■ PROBLEM REQUIREMENTS: Lines with the word "Some" are the ones wanted. Copy each of them from the entries below.

(Collected data entries)
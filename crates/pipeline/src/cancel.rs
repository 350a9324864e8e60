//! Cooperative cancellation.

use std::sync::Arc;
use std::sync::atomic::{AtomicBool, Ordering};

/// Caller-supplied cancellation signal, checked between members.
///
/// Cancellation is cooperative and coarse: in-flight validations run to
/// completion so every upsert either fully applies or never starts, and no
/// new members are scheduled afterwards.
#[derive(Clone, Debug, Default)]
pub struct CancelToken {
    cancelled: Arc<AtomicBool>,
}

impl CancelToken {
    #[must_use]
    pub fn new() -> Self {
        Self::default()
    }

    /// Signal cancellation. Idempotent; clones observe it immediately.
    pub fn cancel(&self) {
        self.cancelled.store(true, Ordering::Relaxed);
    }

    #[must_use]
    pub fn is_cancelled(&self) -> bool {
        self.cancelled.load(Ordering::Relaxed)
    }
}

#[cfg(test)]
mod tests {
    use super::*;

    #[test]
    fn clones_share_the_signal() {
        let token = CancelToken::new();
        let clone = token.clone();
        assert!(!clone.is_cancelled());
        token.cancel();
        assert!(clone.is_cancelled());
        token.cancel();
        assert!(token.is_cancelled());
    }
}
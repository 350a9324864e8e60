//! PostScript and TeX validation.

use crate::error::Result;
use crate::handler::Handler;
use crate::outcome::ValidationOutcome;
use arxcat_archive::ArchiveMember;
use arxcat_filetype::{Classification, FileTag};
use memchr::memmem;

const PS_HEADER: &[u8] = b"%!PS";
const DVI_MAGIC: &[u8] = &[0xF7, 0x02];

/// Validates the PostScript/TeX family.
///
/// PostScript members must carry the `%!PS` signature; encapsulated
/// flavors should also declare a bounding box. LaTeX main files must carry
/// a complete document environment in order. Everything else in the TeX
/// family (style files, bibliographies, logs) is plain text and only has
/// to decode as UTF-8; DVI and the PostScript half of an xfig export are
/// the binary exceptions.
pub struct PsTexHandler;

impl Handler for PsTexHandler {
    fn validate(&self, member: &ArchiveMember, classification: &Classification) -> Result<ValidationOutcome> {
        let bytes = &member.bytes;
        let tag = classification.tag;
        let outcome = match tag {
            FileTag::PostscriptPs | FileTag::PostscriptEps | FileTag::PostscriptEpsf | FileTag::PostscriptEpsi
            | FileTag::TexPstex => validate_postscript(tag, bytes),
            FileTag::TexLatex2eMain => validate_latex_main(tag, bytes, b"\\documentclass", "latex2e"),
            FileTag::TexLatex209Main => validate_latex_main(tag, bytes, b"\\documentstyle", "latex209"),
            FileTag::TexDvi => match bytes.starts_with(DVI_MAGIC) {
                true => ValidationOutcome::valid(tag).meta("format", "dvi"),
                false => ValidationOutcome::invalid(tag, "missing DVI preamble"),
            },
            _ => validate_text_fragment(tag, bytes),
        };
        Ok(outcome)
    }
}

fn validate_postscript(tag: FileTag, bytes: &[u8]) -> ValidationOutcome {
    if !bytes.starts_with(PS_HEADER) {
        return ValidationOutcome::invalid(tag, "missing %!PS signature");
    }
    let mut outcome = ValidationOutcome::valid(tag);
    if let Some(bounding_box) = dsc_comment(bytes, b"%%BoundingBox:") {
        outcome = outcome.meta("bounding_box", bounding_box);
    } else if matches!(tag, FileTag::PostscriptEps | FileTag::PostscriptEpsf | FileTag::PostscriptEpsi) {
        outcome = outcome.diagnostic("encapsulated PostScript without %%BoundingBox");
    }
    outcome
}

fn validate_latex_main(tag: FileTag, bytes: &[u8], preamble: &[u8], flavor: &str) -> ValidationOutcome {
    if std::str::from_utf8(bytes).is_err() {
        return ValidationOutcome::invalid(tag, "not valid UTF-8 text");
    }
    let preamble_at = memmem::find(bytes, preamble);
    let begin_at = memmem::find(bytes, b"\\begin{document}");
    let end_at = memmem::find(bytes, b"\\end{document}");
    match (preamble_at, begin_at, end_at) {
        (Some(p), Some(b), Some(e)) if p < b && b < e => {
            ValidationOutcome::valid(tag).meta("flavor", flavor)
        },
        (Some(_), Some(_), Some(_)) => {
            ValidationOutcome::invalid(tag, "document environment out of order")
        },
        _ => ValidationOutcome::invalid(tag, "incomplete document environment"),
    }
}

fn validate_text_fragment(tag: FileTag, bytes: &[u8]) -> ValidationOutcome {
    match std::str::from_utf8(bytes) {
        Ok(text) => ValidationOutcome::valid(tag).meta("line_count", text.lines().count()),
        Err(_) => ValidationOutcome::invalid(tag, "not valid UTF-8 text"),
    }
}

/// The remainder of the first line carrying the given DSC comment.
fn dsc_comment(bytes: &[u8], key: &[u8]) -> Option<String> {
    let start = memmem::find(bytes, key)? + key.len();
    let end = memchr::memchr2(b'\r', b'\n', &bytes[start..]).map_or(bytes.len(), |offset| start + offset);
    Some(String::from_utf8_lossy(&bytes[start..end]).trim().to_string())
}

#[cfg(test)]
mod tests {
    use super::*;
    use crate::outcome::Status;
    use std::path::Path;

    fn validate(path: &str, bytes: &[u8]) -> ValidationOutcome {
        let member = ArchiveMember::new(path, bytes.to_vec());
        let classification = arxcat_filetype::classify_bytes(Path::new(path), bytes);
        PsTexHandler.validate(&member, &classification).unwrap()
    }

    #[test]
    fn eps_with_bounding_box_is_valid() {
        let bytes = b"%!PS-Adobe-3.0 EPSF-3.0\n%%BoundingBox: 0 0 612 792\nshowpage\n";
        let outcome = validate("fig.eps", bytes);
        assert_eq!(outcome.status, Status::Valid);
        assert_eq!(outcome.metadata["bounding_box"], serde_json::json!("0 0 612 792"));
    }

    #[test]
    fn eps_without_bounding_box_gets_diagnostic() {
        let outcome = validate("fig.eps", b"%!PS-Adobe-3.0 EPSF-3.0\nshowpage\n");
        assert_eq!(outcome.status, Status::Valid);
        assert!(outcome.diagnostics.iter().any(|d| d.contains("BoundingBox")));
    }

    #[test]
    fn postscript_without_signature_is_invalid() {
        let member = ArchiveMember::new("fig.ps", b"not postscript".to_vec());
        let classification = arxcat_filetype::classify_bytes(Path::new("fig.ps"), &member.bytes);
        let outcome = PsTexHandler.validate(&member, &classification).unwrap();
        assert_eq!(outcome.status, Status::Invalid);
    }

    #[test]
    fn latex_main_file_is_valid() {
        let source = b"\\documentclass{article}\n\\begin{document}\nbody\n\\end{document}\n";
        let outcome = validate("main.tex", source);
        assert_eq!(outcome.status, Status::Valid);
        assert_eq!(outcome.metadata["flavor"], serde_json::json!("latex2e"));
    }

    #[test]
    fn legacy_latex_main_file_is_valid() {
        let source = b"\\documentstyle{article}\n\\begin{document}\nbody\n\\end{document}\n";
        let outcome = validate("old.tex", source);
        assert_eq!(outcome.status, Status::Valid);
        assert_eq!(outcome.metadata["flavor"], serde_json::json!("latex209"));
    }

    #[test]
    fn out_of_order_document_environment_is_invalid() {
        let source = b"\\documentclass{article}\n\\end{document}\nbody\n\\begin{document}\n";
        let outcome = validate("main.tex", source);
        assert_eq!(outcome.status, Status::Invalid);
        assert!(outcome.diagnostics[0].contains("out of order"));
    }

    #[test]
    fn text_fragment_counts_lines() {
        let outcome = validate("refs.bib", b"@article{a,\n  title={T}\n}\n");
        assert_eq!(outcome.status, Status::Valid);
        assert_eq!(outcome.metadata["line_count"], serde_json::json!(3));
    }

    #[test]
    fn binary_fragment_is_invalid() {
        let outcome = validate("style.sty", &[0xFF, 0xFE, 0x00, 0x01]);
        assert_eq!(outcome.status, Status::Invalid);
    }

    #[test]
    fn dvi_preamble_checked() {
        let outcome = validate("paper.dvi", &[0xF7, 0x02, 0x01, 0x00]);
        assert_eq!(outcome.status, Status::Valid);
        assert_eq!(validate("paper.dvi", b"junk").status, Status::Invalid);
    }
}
--
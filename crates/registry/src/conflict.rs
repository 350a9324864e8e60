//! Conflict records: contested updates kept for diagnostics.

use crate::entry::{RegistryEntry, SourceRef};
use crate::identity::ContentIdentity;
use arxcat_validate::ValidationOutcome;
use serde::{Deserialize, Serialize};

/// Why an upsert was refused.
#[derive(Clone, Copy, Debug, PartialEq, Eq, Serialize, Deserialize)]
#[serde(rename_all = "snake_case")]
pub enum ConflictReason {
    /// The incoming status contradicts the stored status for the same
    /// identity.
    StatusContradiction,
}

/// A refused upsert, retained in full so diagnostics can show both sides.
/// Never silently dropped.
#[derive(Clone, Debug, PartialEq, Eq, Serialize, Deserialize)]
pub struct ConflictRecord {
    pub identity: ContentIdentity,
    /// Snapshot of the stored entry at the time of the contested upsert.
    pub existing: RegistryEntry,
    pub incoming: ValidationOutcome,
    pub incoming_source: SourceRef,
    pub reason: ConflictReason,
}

■ OUTPUT OF THE EXERCISE:
    if let Some(bounding_box) = dsc_comment(bytes, b"%%BoundingBox:") {
        (Some(p), Some(b), Some(e)) if p < b && b < e => {
        (Some(_), Some(_), Some(_)) => {
    Some(String::from_utf8_lossy(&bytes[start..end]).trim().to_string())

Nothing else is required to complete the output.